What to do:
Scan the entries that follow for the word "SpringParams", then report every line in which it appears.

Data provided:
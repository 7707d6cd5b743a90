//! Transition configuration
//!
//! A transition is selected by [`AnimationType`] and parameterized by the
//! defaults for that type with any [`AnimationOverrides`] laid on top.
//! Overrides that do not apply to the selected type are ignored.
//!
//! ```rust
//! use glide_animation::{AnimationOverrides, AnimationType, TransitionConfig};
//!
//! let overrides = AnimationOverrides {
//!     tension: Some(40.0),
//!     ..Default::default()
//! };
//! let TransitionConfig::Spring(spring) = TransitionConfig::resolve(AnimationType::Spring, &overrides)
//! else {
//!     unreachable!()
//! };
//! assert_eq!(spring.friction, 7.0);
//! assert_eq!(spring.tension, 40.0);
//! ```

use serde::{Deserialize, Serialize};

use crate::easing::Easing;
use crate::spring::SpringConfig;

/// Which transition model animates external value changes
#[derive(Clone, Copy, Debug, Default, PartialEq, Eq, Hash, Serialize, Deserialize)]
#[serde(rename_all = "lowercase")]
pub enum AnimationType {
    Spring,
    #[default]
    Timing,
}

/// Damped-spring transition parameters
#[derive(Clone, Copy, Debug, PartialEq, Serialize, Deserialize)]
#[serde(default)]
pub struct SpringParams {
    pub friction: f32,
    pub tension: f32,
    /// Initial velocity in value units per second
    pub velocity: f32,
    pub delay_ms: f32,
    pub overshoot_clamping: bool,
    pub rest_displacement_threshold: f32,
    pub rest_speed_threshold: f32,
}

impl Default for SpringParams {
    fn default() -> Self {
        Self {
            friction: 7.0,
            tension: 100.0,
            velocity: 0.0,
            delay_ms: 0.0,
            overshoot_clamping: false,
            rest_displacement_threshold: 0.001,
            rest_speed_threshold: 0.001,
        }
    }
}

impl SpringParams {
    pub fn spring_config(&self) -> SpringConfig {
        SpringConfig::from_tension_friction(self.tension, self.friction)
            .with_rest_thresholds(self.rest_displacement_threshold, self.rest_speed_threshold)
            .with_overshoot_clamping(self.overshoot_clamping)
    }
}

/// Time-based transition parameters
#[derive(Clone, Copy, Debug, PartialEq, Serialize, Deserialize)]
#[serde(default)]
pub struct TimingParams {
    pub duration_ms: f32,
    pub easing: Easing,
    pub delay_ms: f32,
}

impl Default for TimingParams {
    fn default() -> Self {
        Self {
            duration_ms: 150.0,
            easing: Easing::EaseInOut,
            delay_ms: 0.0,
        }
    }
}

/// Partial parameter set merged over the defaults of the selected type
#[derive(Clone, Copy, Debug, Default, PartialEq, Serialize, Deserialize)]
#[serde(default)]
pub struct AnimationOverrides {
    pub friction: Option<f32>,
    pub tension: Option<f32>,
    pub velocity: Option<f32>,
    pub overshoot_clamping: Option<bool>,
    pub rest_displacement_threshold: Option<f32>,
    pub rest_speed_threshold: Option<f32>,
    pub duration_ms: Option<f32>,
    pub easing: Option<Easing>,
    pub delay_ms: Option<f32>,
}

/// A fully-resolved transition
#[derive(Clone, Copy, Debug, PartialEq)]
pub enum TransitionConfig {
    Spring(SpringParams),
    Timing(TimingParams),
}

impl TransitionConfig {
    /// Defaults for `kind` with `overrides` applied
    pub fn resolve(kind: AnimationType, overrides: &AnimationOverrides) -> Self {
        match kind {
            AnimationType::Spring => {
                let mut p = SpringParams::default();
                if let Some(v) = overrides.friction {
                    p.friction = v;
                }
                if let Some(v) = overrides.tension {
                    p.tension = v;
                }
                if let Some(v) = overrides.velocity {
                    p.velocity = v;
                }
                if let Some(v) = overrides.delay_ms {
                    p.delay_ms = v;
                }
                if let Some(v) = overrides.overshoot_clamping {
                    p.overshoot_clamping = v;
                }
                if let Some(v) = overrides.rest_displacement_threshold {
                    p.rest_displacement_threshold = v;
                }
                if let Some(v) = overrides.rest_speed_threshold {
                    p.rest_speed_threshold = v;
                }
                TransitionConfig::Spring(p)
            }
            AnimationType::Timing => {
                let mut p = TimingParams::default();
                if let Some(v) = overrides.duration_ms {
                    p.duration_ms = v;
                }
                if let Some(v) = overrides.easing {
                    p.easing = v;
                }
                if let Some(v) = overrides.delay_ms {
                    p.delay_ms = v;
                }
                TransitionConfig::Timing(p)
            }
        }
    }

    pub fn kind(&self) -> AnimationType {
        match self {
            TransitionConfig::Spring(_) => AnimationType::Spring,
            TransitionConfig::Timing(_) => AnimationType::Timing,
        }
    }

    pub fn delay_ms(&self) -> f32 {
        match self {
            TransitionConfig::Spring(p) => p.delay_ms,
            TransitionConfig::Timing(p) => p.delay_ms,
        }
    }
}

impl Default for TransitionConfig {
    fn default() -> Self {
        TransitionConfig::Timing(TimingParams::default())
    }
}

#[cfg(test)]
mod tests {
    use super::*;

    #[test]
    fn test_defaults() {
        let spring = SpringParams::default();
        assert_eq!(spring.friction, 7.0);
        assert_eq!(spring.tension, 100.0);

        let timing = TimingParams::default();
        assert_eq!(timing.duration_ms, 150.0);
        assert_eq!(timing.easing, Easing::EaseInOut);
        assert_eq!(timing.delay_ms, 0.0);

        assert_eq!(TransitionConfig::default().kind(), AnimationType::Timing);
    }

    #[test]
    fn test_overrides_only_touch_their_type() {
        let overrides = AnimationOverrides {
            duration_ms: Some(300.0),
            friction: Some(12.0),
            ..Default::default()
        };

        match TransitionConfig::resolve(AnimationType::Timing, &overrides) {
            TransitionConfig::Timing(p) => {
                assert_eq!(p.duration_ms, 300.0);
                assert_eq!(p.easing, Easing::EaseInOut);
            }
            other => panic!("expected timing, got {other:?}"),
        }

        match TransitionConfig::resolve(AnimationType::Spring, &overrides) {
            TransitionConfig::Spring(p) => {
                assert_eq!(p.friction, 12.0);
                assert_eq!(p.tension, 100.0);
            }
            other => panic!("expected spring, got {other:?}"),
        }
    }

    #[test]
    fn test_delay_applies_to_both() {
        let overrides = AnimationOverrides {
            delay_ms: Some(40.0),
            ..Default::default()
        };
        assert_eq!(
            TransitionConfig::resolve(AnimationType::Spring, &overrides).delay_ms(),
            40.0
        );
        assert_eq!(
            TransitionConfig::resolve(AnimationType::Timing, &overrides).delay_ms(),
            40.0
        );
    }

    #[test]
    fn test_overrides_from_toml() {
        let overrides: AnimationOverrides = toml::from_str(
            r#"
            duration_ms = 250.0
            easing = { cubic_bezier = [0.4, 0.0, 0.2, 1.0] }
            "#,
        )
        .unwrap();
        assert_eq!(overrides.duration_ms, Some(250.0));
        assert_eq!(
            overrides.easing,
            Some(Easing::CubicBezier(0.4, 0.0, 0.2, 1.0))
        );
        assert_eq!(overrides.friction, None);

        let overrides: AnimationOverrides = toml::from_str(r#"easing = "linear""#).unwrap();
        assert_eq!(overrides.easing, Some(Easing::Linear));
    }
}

Answer to this exercise:
pub struct SpringParams {
impl Default for SpringParams {
impl SpringParams {
    Spring(SpringParams),
                let mut p = SpringParams::default();
        let spring = SpringParams::default();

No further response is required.